Gastric K+-NPPase represents a partial reaction of the (K+-H+)ATPase system, which is considered to be the proton pump in mammalian parietal cells. In the present paper, K+-NPPase activity was cytochemically studied by the method of Mayahara et al. (1980) in gastric glands of birds, amphibia, and mammals, either in the resting state induced by cimetidine or after stimulation of HCl secretion by histamine. The gastric K+-NPPase cytochemical reaction was localized only in oxyntic cells of the gastric mucosa in the three species tested. The subcellular distribution of the K+-NPPase reaction product drastically changes with the secretory state of HCl. In resting cells, the K+-NPPase staining is associated with the membranes of the endocellular tubular system while in HCl-secreting cells, it is associated with the plasma membrane of the elaborate secretory surface characteristic of this functional state.
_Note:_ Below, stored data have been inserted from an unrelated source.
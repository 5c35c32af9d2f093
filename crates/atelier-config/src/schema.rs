//! Configuration schema: raw TOML shape and the validated form

use serde::{Deserialize, Serialize};
use std::path::PathBuf;
use std::time::Duration;
use tracing::debug;

use crate::{ConfigError, ConfigResult};

/// Environment variable for overriding the data directory
pub const ATELIER_DATA_DIR_ENV: &str = "ATELIER_DATA_DIR";

/// Environment variable for overriding the remote store base URL
pub const ATELIER_REMOTE_URL_ENV: &str = "ATELIER_REMOTE_URL";

/// Application subdirectory name
const APP_DIR: &str = "atelier";

const DEFAULT_REQUEST_TIMEOUT: Duration = Duration::from_secs(60);

/// Raw configuration as parsed from TOML
#[derive(Debug, Clone, Deserialize, Serialize)]
pub struct RawConfig {
    /// Config schema version
    pub config_version: u32,

    /// Directory holding the per-database SQLite files
    pub data_dir: Option<PathBuf>,

    /// Remote store endpoint for replication
    #[serde(default)]
    pub remote: Option<RawRemote>,
}

/// Raw remote-store settings
#[derive(Debug, Clone, Deserialize, Serialize)]
pub struct RawRemote {
    /// Base URL of the remote document store; each concrete database
    /// replicates against `{base_url}/{name}`
    pub base_url: String,

    /// HTTP request timeout in seconds
    pub request_timeout_seconds: Option<u64>,
}

/// Validated configuration
#[derive(Debug, Clone)]
pub struct CoreConfig {
    pub data_dir: PathBuf,
    pub remote: Option<RemoteConfig>,
}

/// Validated remote-store settings
#[derive(Debug, Clone)]
pub struct RemoteConfig {
    pub base_url: String,
    pub request_timeout: Duration,
}

impl CoreConfig {
    /// Validate a raw config and apply environment overrides.
    pub fn from_raw(raw: RawConfig) -> ConfigResult<Self> {
        let data_dir = match std::env::var(ATELIER_DATA_DIR_ENV) {
            Ok(path) => PathBuf::from(path),
            Err(_) => raw.data_dir.unwrap_or_else(default_data_dir),
        };

        let base_url_override = std::env::var(ATELIER_REMOTE_URL_ENV).ok();
        let remote = match (base_url_override, raw.remote) {
            (Some(url), Some(raw_remote)) => Some(RemoteConfig::new(url, raw_remote.request_timeout_seconds)?),
            (Some(url), None) => Some(RemoteConfig::new(url, None)?),
            (None, Some(raw_remote)) => {
                let timeout = raw_remote.request_timeout_seconds;
                Some(RemoteConfig::new(raw_remote.base_url, timeout)?)
            }
            (None, None) => None,
        };

        debug!(data_dir = %data_dir.display(), has_remote = remote.is_some(), "Config loaded");

        Ok(Self { data_dir, remote })
    }
}

impl RemoteConfig {
    fn new(base_url: String, timeout_seconds: Option<u64>) -> ConfigResult<Self> {
        if base_url.is_empty() {
            return Err(ConfigError::Invalid("remote.base_url is empty".into()));
        }
        if !base_url.starts_with("http://") && !base_url.starts_with("https://") {
            return Err(ConfigError::Invalid(format!(
                "remote.base_url must be http(s), got: {}",
                base_url
            )));
        }

        Ok(Self {
            base_url,
            request_timeout: timeout_seconds
                .map(Duration::from_secs)
                .unwrap_or(DEFAULT_REQUEST_TIMEOUT),
        })
    }
}

/// Default data directory.
///
/// Order of precedence:
/// 1. `$XDG_DATA_HOME/atelier` (if XDG_DATA_HOME is set)
/// 2. `~/.local/share/atelier` (fallback)
pub fn default_data_dir() -> PathBuf {
    if let Ok(data_home) = std::env::var("XDG_DATA_HOME") {
        return PathBuf::from(data_home).join(APP_DIR);
    }

    if let Ok(home) = std::env::var("HOME") {
        return PathBuf::from(home).join(".local").join("share").join(APP_DIR);
    }

    // Last resort
    PathBuf::from("/tmp").join(APP_DIR).join("data")
}

#[cfg(test)]
mod tests {
    use super::*;

    #[test]
    fn default_data_dir_contains_atelier() {
        let path = default_data_dir();
        assert!(path.to_string_lossy().contains("atelier"));
    }

    #[test]
    fn default_timeout_applies() {
        let remote = RemoteConfig::new("http://localhost:5984".into(), None).unwrap();
        assert_eq!(remote.request_timeout, DEFAULT_REQUEST_TIMEOUT);
    }
}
The above results demonstrate that the same enzymatic activity, which is associated with the gastric proton pump, is present in both membranous systems of the oxyntic cell secretory pole. This fact supports the proposal that the tubular system represents a membrane reserve that inserts the proton pump into the luminal plasma membrane in vertebrate oxyntic cells under the action of HCl secretagogues.